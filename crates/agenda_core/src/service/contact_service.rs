//! Contact use-case service.
//!
//! # Responsibility
//! - Provide the create/list/get/search/update/delete entry points.
//! - Translate record absence into typed not-found errors.
//!
//! # Invariants
//! - `create` never pre-checks phone uniqueness; it relies on the store
//!   constraint and translates the resulting conflict.
//! - `update` replaces all four mutable fields and preserves `created_at`.
//! - An empty name search is an error; an empty `find_all` is a success.
//!   The asymmetry is part of the caller contract.

use crate::model::contact::{Contact, ContactDraft, ContactId, ContactValidationError};
use crate::repo::contact_repo::{ContactRepository, RepoError};
use std::error::Error;
use std::fmt::{Display, Formatter};

/// Service error for contact use-cases.
///
/// The three not-found variants and `Validation` are the domain surface;
/// boundaries map them to "not found" and "bad input" responses. `Repo`
/// carries infrastructure failures that are fatal to the request.
#[derive(Debug)]
pub enum ContactServiceError {
    /// No contact with the given id exists.
    ContactNotFound(ContactId),
    /// No contact with the given phone exists.
    PhoneNotFound(String),
    /// No contact name contains the given substring.
    NoNameMatches(String),
    /// Field constraint or phone-uniqueness violation.
    Validation(ContactValidationError),
    /// Persistence-layer failure.
    Repo(RepoError),
    /// Internal consistency mismatch between write and read-back.
    InconsistentState(&'static str),
}

impl ContactServiceError {
    /// Returns whether this error maps to a "not found" response.
    pub fn is_not_found(&self) -> bool {
        matches!(
            self,
            Self::ContactNotFound(_) | Self::PhoneNotFound(_) | Self::NoNameMatches(_)
        )
    }
}

impl Display for ContactServiceError {
    fn fmt(&self, f: &mut Formatter<'_>) -> std::fmt::Result {
        match self {
            Self::ContactNotFound(id) => write!(f, "contact not found: {id}"),
            Self::PhoneNotFound(phone) => write!(f, "no contact with phone `{phone}`"),
            Self::NoNameMatches(needle) => write!(f, "no contact name contains `{needle}`"),
            Self::Validation(err) => write!(f, "{err}"),
            Self::Repo(err) => write!(f, "{err}"),
            Self::InconsistentState(details) => write!(f, "inconsistent contact state: {details}"),
        }
    }
}

impl Error for ContactServiceError {
    fn source(&self) -> Option<&(dyn Error + 'static)> {
        match self {
            Self::Validation(err) => Some(err),
            Self::Repo(err) => Some(err),
            _ => None,
        }
    }
}

impl From<RepoError> for ContactServiceError {
    fn from(value: RepoError) -> Self {
        match value {
            RepoError::NotFound(id) => Self::ContactNotFound(id),
            RepoError::Validation(err) => Self::Validation(err),
            other => Self::Repo(other),
        }
    }
}

pub type ServiceResult<T> = Result<T, ContactServiceError>;

/// Contact service facade over repository implementations.
///
/// Holds the repository injected at construction; every operation is one
/// bounded round trip to the store with no shared mutable state.
pub struct ContactService<R: ContactRepository> {
    repo: R,
}

impl<R: ContactRepository> ContactService<R> {
    /// Creates a service using the provided repository implementation.
    pub fn new(repo: R) -> Self {
        Self { repo }
    }

    /// Creates one contact and returns the persisted row with its
    /// store-assigned id and creation timestamp.
    pub fn create(&self, draft: &ContactDraft) -> ServiceResult<Contact> {
        Ok(self.repo.create_contact(draft)?)
    }

    /// Lists every contact. An empty book is a valid empty response.
    pub fn find_all(&self) -> ServiceResult<Vec<Contact>> {
        Ok(self.repo.find_all()?)
    }

    /// Gets one contact by id.
    pub fn find_by_id(&self, id: ContactId) -> ServiceResult<Contact> {
        self.repo
            .find_by_id(id)?
            .ok_or(ContactServiceError::ContactNotFound(id))
    }

    /// Lists contacts whose name contains `needle`, case-insensitively.
    ///
    /// # Contract
    /// - Unlike `find_all`, an empty match is an error.
    pub fn find_by_name(&self, needle: &str) -> ServiceResult<Vec<Contact>> {
        let contacts = self.repo.find_by_name_contains(needle)?;
        if contacts.is_empty() {
            return Err(ContactServiceError::NoNameMatches(needle.to_string()));
        }
        Ok(contacts)
    }

    /// Gets the single contact with an exact phone match.
    ///
    /// At most one row can match given the uniqueness invariant.
    pub fn find_by_phone(&self, phone: &str) -> ServiceResult<Contact> {
        self.repo
            .find_by_phone(phone)?
            .ok_or_else(|| ContactServiceError::PhoneNotFound(phone.to_string()))
    }

    /// Replaces the four mutable fields of an existing contact.
    ///
    /// # Contract
    /// - No partial updates: callers supply the full desired state.
    /// - `id` and `created_at` are never touched.
    pub fn update(&self, id: ContactId, draft: &ContactDraft) -> ServiceResult<Contact> {
        self.repo
            .find_by_id(id)?
            .ok_or(ContactServiceError::ContactNotFound(id))?;

        self.repo.update_contact(id, draft)?;
        self.repo
            .find_by_id(id)?
            .ok_or(ContactServiceError::InconsistentState(
                "updated contact missing on read-back",
            ))
    }

    /// Removes one contact by id.
    ///
    /// Existence is checked explicitly before the delete, so deleting an
    /// unknown id fails without mutating the store.
    pub fn delete(&self, id: ContactId) -> ServiceResult<()> {
        if !self.repo.exists_by_id(id)? {
            return Err(ContactServiceError::ContactNotFound(id));
        }
        self.repo.delete_by_id(id)?;
        Ok(())
    }
}
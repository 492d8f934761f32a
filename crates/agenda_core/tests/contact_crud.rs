use agenda_core::db::open_db_in_memory;
use agenda_core::{
    ContactDraft, ContactRepository, ContactValidationError, RepoError, SqliteContactRepository,
};

#[test]
fn create_and_get_roundtrip() {
    let conn = open_db_in_memory().unwrap();
    let repo = SqliteContactRepository::try_new(&conn).unwrap();

    let mut draft = ContactDraft::new("João Silva", "123456789");
    draft.email = Some("joao.silva@example.com".to_string());
    draft.notes = Some("met at the conference".to_string());

    let created = repo.create_contact(&draft).unwrap();
    assert!(created.id > 0);
    assert!(created.created_at > 0);

    let loaded = repo.find_by_id(created.id).unwrap().unwrap();
    assert_eq!(loaded, created);
    assert_eq!(loaded.name, "João Silva");
    assert_eq!(loaded.email.as_deref(), Some("joao.silva@example.com"));
    assert_eq!(loaded.phone, "123456789");
    assert_eq!(loaded.notes.as_deref(), Some("met at the conference"));
}

#[test]
fn create_assigns_increasing_ids_and_nondecreasing_timestamps() {
    let conn = open_db_in_memory().unwrap();
    let repo = SqliteContactRepository::try_new(&conn).unwrap();

    let first = repo
        .create_contact(&ContactDraft::new("Ana", "111"))
        .unwrap();
    let second = repo
        .create_contact(&ContactDraft::new("Bruno", "222"))
        .unwrap();

    assert!(second.id > first.id);
    assert!(second.created_at >= first.created_at);
}

#[test]
fn duplicate_phone_is_rejected_and_store_keeps_one_row() {
    let conn = open_db_in_memory().unwrap();
    let repo = SqliteContactRepository::try_new(&conn).unwrap();

    repo.create_contact(&ContactDraft::new("João Silva", "123456789"))
        .unwrap();

    let err = repo
        .create_contact(&ContactDraft::new("Maria Souza", "123456789"))
        .unwrap_err();
    assert!(matches!(
        err,
        RepoError::Validation(ContactValidationError::PhoneTaken(ref phone))
            if phone == "123456789"
    ));

    let all = repo.find_all().unwrap();
    assert_eq!(all.len(), 1);
    assert_eq!(all[0].name, "João Silva");
}

#[test]
fn invalid_draft_blocks_create_before_any_write() {
    let conn = open_db_in_memory().unwrap();
    let repo = SqliteContactRepository::try_new(&conn).unwrap();

    let err = repo
        .create_contact(&ContactDraft::new("J", "123"))
        .unwrap_err();
    assert!(matches!(
        err,
        RepoError::Validation(ContactValidationError::NameLength { chars: 1 })
    ));

    assert!(repo.find_all().unwrap().is_empty());
}

#[test]
fn update_overwrites_mutable_fields_and_preserves_created_at() {
    let conn = open_db_in_memory().unwrap();
    let repo = SqliteContactRepository::try_new(&conn).unwrap();

    let mut draft = ContactDraft::new("João Silva", "123456789");
    draft.email = Some("joao@example.com".to_string());
    let created = repo.create_contact(&draft).unwrap();

    let replacement = ContactDraft {
        name: "João S. Atualizado".to_string(),
        email: None,
        phone: "987654321".to_string(),
        notes: Some("new number".to_string()),
    };
    repo.update_contact(created.id, &replacement).unwrap();

    let loaded = repo.find_by_id(created.id).unwrap().unwrap();
    assert_eq!(loaded.id, created.id);
    assert_eq!(loaded.name, "João S. Atualizado");
    // Full replacement: the absent email clears the stored one.
    assert_eq!(loaded.email, None);
    assert_eq!(loaded.phone, "987654321");
    assert_eq!(loaded.notes.as_deref(), Some("new number"));
    assert_eq!(loaded.created_at, created.created_at);
}

#[test]
fn update_to_taken_phone_is_rejected() {
    let conn = open_db_in_memory().unwrap();
    let repo = SqliteContactRepository::try_new(&conn).unwrap();

    repo.create_contact(&ContactDraft::new("Ana", "111")).unwrap();
    let other = repo
        .create_contact(&ContactDraft::new("Bruno", "222"))
        .unwrap();

    let err = repo
        .update_contact(other.id, &ContactDraft::new("Bruno", "111"))
        .unwrap_err();
    assert!(matches!(
        err,
        RepoError::Validation(ContactValidationError::PhoneTaken(ref phone)) if phone == "111"
    ));

    // The losing write leaves the row untouched.
    let loaded = repo.find_by_id(other.id).unwrap().unwrap();
    assert_eq!(loaded.phone, "222");
}

#[test]
fn update_unknown_id_returns_not_found() {
    let conn = open_db_in_memory().unwrap();
    let repo = SqliteContactRepository::try_new(&conn).unwrap();

    let err = repo
        .update_contact(99999, &ContactDraft::new("Ghost", "000"))
        .unwrap_err();
    assert!(matches!(err, RepoError::NotFound(99999)));
}

#[test]
fn delete_removes_row_and_exists_reflects_it() {
    let conn = open_db_in_memory().unwrap();
    let repo = SqliteContactRepository::try_new(&conn).unwrap();

    let created = repo
        .create_contact(&ContactDraft::new("Ana", "111"))
        .unwrap();
    assert!(repo.exists_by_id(created.id).unwrap());

    repo.delete_by_id(created.id).unwrap();
    assert!(!repo.exists_by_id(created.id).unwrap());
    assert!(repo.find_by_id(created.id).unwrap().is_none());
}

#[test]
fn find_all_returns_rows_in_id_order() {
    let conn = open_db_in_memory().unwrap();
    let repo = SqliteContactRepository::try_new(&conn).unwrap();

    assert!(repo.find_all().unwrap().is_empty());

    repo.create_contact(&ContactDraft::new("Carla", "333"))
        .unwrap();
    repo.create_contact(&ContactDraft::new("Ana", "111")).unwrap();
    repo.create_contact(&ContactDraft::new("Bruno", "222"))
        .unwrap();

    let all = repo.find_all().unwrap();
    let names: Vec<&str> = all.iter().map(|contact| contact.name.as_str()).collect();
    assert_eq!(names, vec!["Carla", "Ana", "Bruno"]);
}
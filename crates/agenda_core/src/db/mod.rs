//! SQLite storage bootstrap and schema migration entry points.
//!
//! # Responsibility
//! - Open and configure SQLite connections for the contact book.
//! - Apply schema migrations in deterministic order.
//!
//! # Invariants
//! - Migration version is tracked via `PRAGMA user_version`.
//! - No contact data is read or written before migrations succeed.

use std::error::Error;
use std::fmt::{Display, Formatter};

pub mod migrations;
mod open;

pub use open::{open_db, open_db_in_memory};

pub type DbResult<T> = Result<T, DbError>;

/// Storage bootstrap or transport failure.
#[derive(Debug)]
pub enum DbError {
    Sqlite(rusqlite::Error),
    /// The database was written by a newer binary than this one.
    UnsupportedSchemaVersion {
        db_version: u32,
        latest_supported: u32,
    },
}

impl Display for DbError {
    fn fmt(&self, f: &mut Formatter<'_>) -> std::fmt::Result {
        match self {
            Self::Sqlite(err) => write!(f, "{err}"),
            Self::UnsupportedSchemaVersion {
                db_version,
                latest_supported,
            } => write!(
                f,
                "database schema version {db_version} is newer than supported {latest_supported}"
            ),
        }
    }
}

impl Error for DbError {
    fn source(&self) -> Option<&(dyn Error + 'static)> {
        match self {
            Self::Sqlite(err) => Some(err),
            Self::UnsupportedSchemaVersion { .. } => None,
        }
    }
}

impl From<rusqlite::Error> for DbError {
    fn from(value: rusqlite::Error) -> Self {
        Self::Sqlite(value)
    }
}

→ **PROBLEM STATEMENT**
In the records, locate each line holding the string "second" and copy it.

→ **ANSWER TO THIS PROBLEM**
    let second = repo
    assert!(second.id > first.id);
    assert!(second.created_at >= first.created_at);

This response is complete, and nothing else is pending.